# Paint Spraying



## jiffyman

First topic in here......

Right, I have always resprayed bits if cars using aerosols, BUT I think it is about time I took the plunge and went to the compressor route....

Now, I know I will need a compressr with an air receiver, and also a gun too so here are a couple of questions.

Would one of those small compessor/spray gun kits be ok?

I know i will use primer etc, but when it comes to the paint what do I need??

I've heard about hardeners etc for the paint, and then a possibility of top clear coats etc etc....

Could anyone point me in the right direction??

The first job I would be planning would be the cab ob the Jiffy...

Would this be a better option for me, or should I just stick to cans???

(thinking of a cost saving exercise for the future..))

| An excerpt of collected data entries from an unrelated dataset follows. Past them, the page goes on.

/*!
# Stanza assembly

The [`StanzaAssembler`] sits on top of the [`Tokenizer`] and turns lexical
events into [`StreamEvent`]s: the stream root opening and closing, complete
stanzas (direct children of the root), and fatal parse errors.

[`StreamParser`] bundles a tokenizer, its saved state and an assembler and
is what a connection uses for its inbound bytes.
*/
use std::collections::HashMap;
use std::mem;

use tracing::{trace, warn};

use crate::element::{Element, Name};
use crate::error::{Error, Result, XmlError};
use crate::tokenizer::{TokenHandler, Tokenizer, TokenizerOptions, TokenizerState};

/// Tag of the stream root element.
pub const STREAM_ROOT: &str = "stream:stream";

/// Namespace of the stream root and stream-level elements.
pub const XMLNS_STREAMS: &str = "http://etherx.jabber.org/streams";

const XMLNS_PREFIX: &str = "xmlns:";

/// Output of the assembler.
#[derive(Debug, Clone, PartialEq)]
pub enum StreamEvent {
	/// The stream root was opened, with its attributes in document order.
	StreamOpened(Vec<(String, String)>),
	/// The stream root was closed.
	StreamClosed,
	/// A complete stanza.
	Element(Element),
	/// The inbound data is malformed; the stream is unusable.
	Error(XmlError),
}

struct Frame {
	raw_name: String,
	element: Element,
	// namespace inherited by unprefixed children
	default_ns: Option<String>,
	text: String,
}

impl Frame {
	fn finish(self) -> Element {
		let mut element = self.element;
		if element.children.is_empty() && !self.text.is_empty() {
			element.value = Some(self.text);
		}
		element
	}
}

/**
# Builds stanzas from tokenizer callbacks

Keeps the stream-wide table of `xmlns:prefix` declarations and a stack of
elements under construction. Events are queued until collected with
[`StanzaAssembler::take_events`].
*/
#[derive(Default)]
pub struct StanzaAssembler {
	namespaces: HashMap<String, String>,
	stream_ns: Option<String>,
	stack: Vec<Frame>,
	events: Vec<StreamEvent>,
}

impl StanzaAssembler {
	pub fn new() -> Self {
		Self::default()
	}

	/// Collect the events produced so far.
	pub fn take_events(&mut self) -> Vec<StreamEvent> {
		mem::take(&mut self.events)
	}

	/// Forget all declarations and partial elements, e.g. for a stream
	/// restart.
	pub fn reset(&mut self) {
		self.namespaces.clear();
		self.stream_ns = None;
		self.stack.clear();
		self.events.clear();
	}

	/// Number of currently open elements below the stream root.
	pub fn depth(&self) -> usize {
		self.stack.len()
	}

	fn record_declarations(&mut self, attributes: &[(String, String)]) {
		for (k, v) in attributes.iter() {
			if let Some(prefix) = k.strip_prefix(XMLNS_PREFIX) {
				trace!(prefix, uri = v.as_str(), "namespace prefix declared");
				self.namespaces.insert(prefix.to_string(), v.clone());
			}
		}
	}
}

impl TokenHandler for StanzaAssembler {
	fn start_element(&mut self, name: &str, mut attributes: Vec<(String, String)>) {
		self.record_declarations(&attributes);

		if self.stack.is_empty() && name == STREAM_ROOT {
			trace!("stream opened");
			self.stream_ns = attributes
				.iter()
				.find(|(k, _)| k == "xmlns")
				.map(|(_, v)| v.clone());
			self.events.push(StreamEvent::StreamOpened(attributes));
			return;
		}

		let explicit_ns = attributes
			.iter()
			.position(|(k, _)| k == "xmlns")
			.map(|idx| attributes.remove(idx).1);
		let default_ns = match explicit_ns {
			Some(ns) => Some(ns),
			None => match self.stack.last() {
				Some(parent) => parent.default_ns.clone(),
				None => self.stream_ns.clone(),
			},
		};

		let mut local = name;
		let mut xmlns = default_ns.clone();
		if let Some((prefix, rest)) = name.split_once(':') {
			if let Some(uri) = self.namespaces.get(prefix) {
				local = rest;
				xmlns = Some(uri.clone());
				let decl = format!("{}{}", XMLNS_PREFIX, prefix);
				attributes.retain(|(k, _)| *k != decl);
			}
		}

		let element = Element {
			name: Name::from(local),
			xmlns,
			attributes: attributes
				.into_iter()
				.map(|(k, v)| (Name::from(k), v))
				.collect(),
			children: Vec::new(),
			value: None,
		};
		self.stack.push(Frame {
			raw_name: name.to_string(),
			element,
			default_ns,
			text: String::new(),
		});
	}

	fn end_element(&mut self, name: &str) -> bool {
		let top = match self.stack.last() {
			Some(top) => top,
			None if name == STREAM_ROOT => {
				trace!("stream closed");
				self.events.push(StreamEvent::StreamClosed);
				return true;
			}
			None => return false,
		};
		if top.raw_name != name {
			return false;
		}
		let element = match self.stack.pop() {
			Some(frame) => frame.finish(),
			None => return false,
		};
		match self.stack.last_mut() {
			Some(parent) => parent.element.children.push(element),
			None => {
				trace!(name = element.name(), id = element.id(), "stanza received");
				self.events.push(StreamEvent::Element(element));
			}
		}
		true
	}

	fn character_data(&mut self, text: &str) {
		// text outside of stanzas is whitespace keepalive at best
		if let Some(top) = self.stack.last_mut() {
			top.text.push_str(text);
		}
	}

	fn other_markup(&mut self, text: &str) {
		trace!(markup = text, "ignoring markup");
	}

	fn error(&mut self, error: &XmlError) {
		warn!(%error, "XML content parse error");
		self.stack.clear();
		self.events.push(StreamEvent::Error(error.clone()));
	}
}

/**
# Stateful parser for one inbound stream

```
use rxmpp::{StreamParser, StreamEvent};

let mut parser = StreamParser::new();
let mut events = parser.parse(b"<stream:stream xmlns='jabber:client' xmlns:stream='http://etherx.jabber.org/streams'><pres");
events.extend(parser.parse(b"ence from='a@b/c'/>"));
assert!(matches!(events[0], StreamEvent::StreamOpened(_)));
match &events[1] {
	StreamEvent::Element(el) => {
		assert_eq!(el.name(), "presence");
		assert_eq!(el.xmlns(), Some("jabber:client"));
	}
	other => panic!("unexpected event: {:?}", other),
}
```
*/
#[derive(Default)]
pub struct StreamParser {
	tokenizer: Tokenizer,
	state: TokenizerState,
	assembler: StanzaAssembler,
}

impl StreamParser {
	pub fn new() -> Self {
		Self::default()
	}

	pub fn with_options(opts: TokenizerOptions) -> Self {
		Self {
			tokenizer: Tokenizer::with_options(opts),
			..Self::default()
		}
	}

	/// Feed a chunk of bytes and return the events it completed.
	pub fn parse(&mut self, data: &[u8]) -> Vec<StreamEvent> {
		let state = mem::take(&mut self.state);
		self.state = self.tokenizer.parse(state, &mut self.assembler, data);
		self.assembler.take_events()
	}

	/// Feed a chunk of bytes, handing each completed event to `f`.
	pub fn parse_with<F: FnMut(StreamEvent)>(&mut self, data: &[u8], f: F) {
		self.parse(data).into_iter().for_each(f)
	}

	/// True once the stream has been found malformed.
	pub fn is_error(&self) -> bool {
		self.state.is_error()
	}

	/// True if nothing is buffered between two stanzas.
	pub fn is_idle(&self) -> bool {
		self.assembler.depth() == 0
	}

	/// Start over for a new stream on the same connection.
	pub fn reset(&mut self) {
		self.state = TokenizerState::default();
		self.assembler.reset();
	}
}

/// Parse a string holding exactly one element.
///
/// ```
/// let el = rxmpp::parse_element("<iq type='get' id='1'><ping xmlns='urn:xmpp:ping'/></iq>").unwrap();
/// assert_eq!(el.child("ping").and_then(|p| p.xmlns()), Some("urn:xmpp:ping"));
/// ```
pub fn parse_element(s: &str) -> Result<Element> {
	let mut parser = StreamParser::new();
	let mut found = None;
	for ev in parser.parse(s.as_bytes()) {
		match ev {
			StreamEvent::Error(e) => return Err(Error::Xml(e)),
			StreamEvent::Element(el) if found.is_none() => found = Some(el),
			_ => return Err(XmlError::NotSingleElement.into()),
		}
	}
	match found {
		Some(el) if parser.is_idle() => Ok(el),
		_ => Err(XmlError::NotSingleElement.into()),
	}
}

#[cfg(test)]
mod tests {
	use super::*;

	const STREAM_HEADER: &str = "<?xml version='1.0'?><stream:stream xmlns='jabber:client' xmlns:stream='http://etherx.jabber.org/streams' to='example.com' version='1.0'>";

	fn elements(events: &[StreamEvent]) -> Vec<&Element> {
		events
			.iter()
			.filter_map(|ev| match ev {
				StreamEvent::Element(el) => Some(el),
				_ => None,
			})
			.collect()
	}

	#[test]
	fn stream_lifecycle() {
		let mut p = StreamParser::new();
		let events = p.parse(STREAM_HEADER.as_bytes());
		match &events[..] {
			[StreamEvent::StreamOpened(attrs)] => {
				assert_eq!(attrs.len(), 4);
				assert!(attrs.contains(&("to".to_string(), "example.com".to_string())));
			}
			other => panic!("unexpected events: {:?}", other),
		}
		let events = p.parse(b"<message to='a@b'><body>hi</body></message></stream:stream>");
		assert_eq!(events.len(), 2);
		assert_eq!(events[1], StreamEvent::StreamClosed);
		let el = elements(&events)[0];
		assert_eq!(el.name(), "message");
		assert_eq!(el.xmlns(), Some("jabber:client"));
		assert_eq!(el.child("body").and_then(|b| b.value()), Some("hi"));
	}

	#[test]
	fn prefixes_are_resolved() {
		let mut p = StreamParser::new();
		p.parse(STREAM_HEADER.as_bytes());
		let events = p.parse(b"<stream:features><mechanisms xmlns='urn:ietf:params:xml:ns:xmpp-sasl'><mechanism>PLAIN</mechanism></mechanisms></stream:features>");
		let el = elements(&events)[0];
		assert_eq!(el.name(), "features");
		assert_eq!(el.xmlns(), Some(XMLNS_STREAMS));
		let mechs = el.child("mechanisms").unwrap();
		assert_eq!(mechs.xmlns(), Some("urn:ietf:params:xml:ns:xmpp-sasl"));
		assert_eq!(mechs.child("mechanism").unwrap().xmlns(), Some("urn:ietf:params:xml:ns:xmpp-sasl"));
	}

	#[test]
	fn prefix_declared_on_stanza_is_stripped() {
		let el = parse_element("<x:foo xmlns:x='urn:x' a='1'><bar/></x:foo>").unwrap();
		assert_eq!(el.name(), "foo");
		assert_eq!(el.xmlns(), Some("urn:x"));
		assert_eq!(el.attributes().collect::<Vec<_>>(), vec![("a", "1")]);
		// unprefixed children take the default namespace, which is unset here
		assert_eq!(el.child("bar").unwrap().xmlns(), None);
	}

	#[test]
	fn unknown_prefix_keeps_full_name() {
		let el = parse_element("<y:foo/>").unwrap();
		assert_eq!(el.name(), "y:foo");
	}

	#[test]
	fn mixed_content_drops_text() {
		let el = parse_element("<a> <b>x</b> tail </a>").unwrap();
		assert_eq!(el.value(), None);
		assert_eq!(el.children().len(), 1);
		assert_eq!(el.children()[0].value(), Some("x"));
	}

	#[test]
	fn whitespace_between_stanzas_is_ignored() {
		let mut p = StreamParser::new();
		p.parse(STREAM_HEADER.as_bytes());
		let events = p.parse(b" \n <presence/> \t ");
		assert_eq!(elements(&events).len(), 1);
		assert!(p.is_idle());
	}

	#[test]
	fn mismatched_close_is_reported_as_error() {
		let mut p = StreamParser::new();
		p.parse(STREAM_HEADER.as_bytes());
		let events = p.parse(b"<iq><bar></foo>");
		assert_eq!(
			events,
			vec![StreamEvent::Error(XmlError::UnbalancedClose("foo".to_string()))]
		);
		assert!(p.is_error());
		assert!(p.parse(b"<presence/>").is_empty());
	}

	#[test]
	fn stray_close_at_stream_level_is_an_error() {
		let mut p = StreamParser::new();
		p.parse(STREAM_HEADER.as_bytes());
		let events = p.parse(b"</iq>");
		assert!(matches!(events[..], [StreamEvent::Error(XmlError::UnbalancedClose(_))]));
	}

	#[test]
	fn reset_starts_a_new_stream() {
		let mut p = StreamParser::new();
		p.parse(STREAM_HEADER.as_bytes());
		p.parse(b"<iq><partial");
		p.reset();
		let events = p.parse(STREAM_HEADER.as_bytes());
		assert!(matches!(events[..], [StreamEvent::StreamOpened(_)]));
	}

	#[test]
	fn parse_element_rejects_garbage() {
		assert!(parse_element("<a><b></a>").is_err());
		assert!(matches!(parse_element("<a>"), Err(Error::Xml(XmlError::NotSingleElement))));
		assert!(matches!(parse_element("<a/><b/>"), Err(Error::Xml(XmlError::NotSingleElement))));
		assert!(matches!(parse_element(""), Err(Error::Xml(XmlError::NotSingleElement))));
	}
}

Any information will be greatfully received!

Cheers


----------



## gnscloz

hi 
i,m bodyshop owner, dont know where to start...
honest advice would be to perhaps prep it yourself, and get a commercial bodyshop to blow it over, huge difference from aerosol to spray gun.
cost of compressor kit which would have to be a min output of 15cfm, paints etc most cost effectiveness would be to pay for it to be done. if you still going to go at it yourself and have specific questions i,ll happily answer them 

mark


----------



## Chausson

Hi
I have to agree with Mark, as a previous painter it's a lot more involved than just getting a can of spray paint, a compressor alone will cost you a grand or more then a good quality gun well, this is a personal thing take your pick anything from [cheap] 50 quid and up, the list goes on.

Ron


----------



## jiffyman

So, its probalby best to head out and carry on with the aerosols then?

I have got a good finish in the past with them, but thought that one of those compressor kits would be a good place to start.... having never looked into it I wouldn't know though!

cheers for replies so far


----------



## gaspode

The previous posters are right I'm afraid jiffyman, you may be able to kit yourself out for a couple of hundred quid but you'll only cause heartache for yourself by trying to do the job with no experience and cheap kit. The finish you get will be little better than the aerosol jobs.

My advice would be to go to a good auto paint factor and ask them to mix aerosols for you, you'll be amazed at how much better they'll be than the consumer stuff you buy from Halfords or similar places. They'll also advise you about which primers are best and how to prepare the surfaces.


----------



## jiffyman

Thanks for that gaspode, I will enquire about prices tomorrow.

I remember doing a door on a 4x4 i had once, noly used Halfords stuff, only thing was by the time I wet n dry'd it, then cutting compound etc, it looked better that the rest of the car!! Lol!!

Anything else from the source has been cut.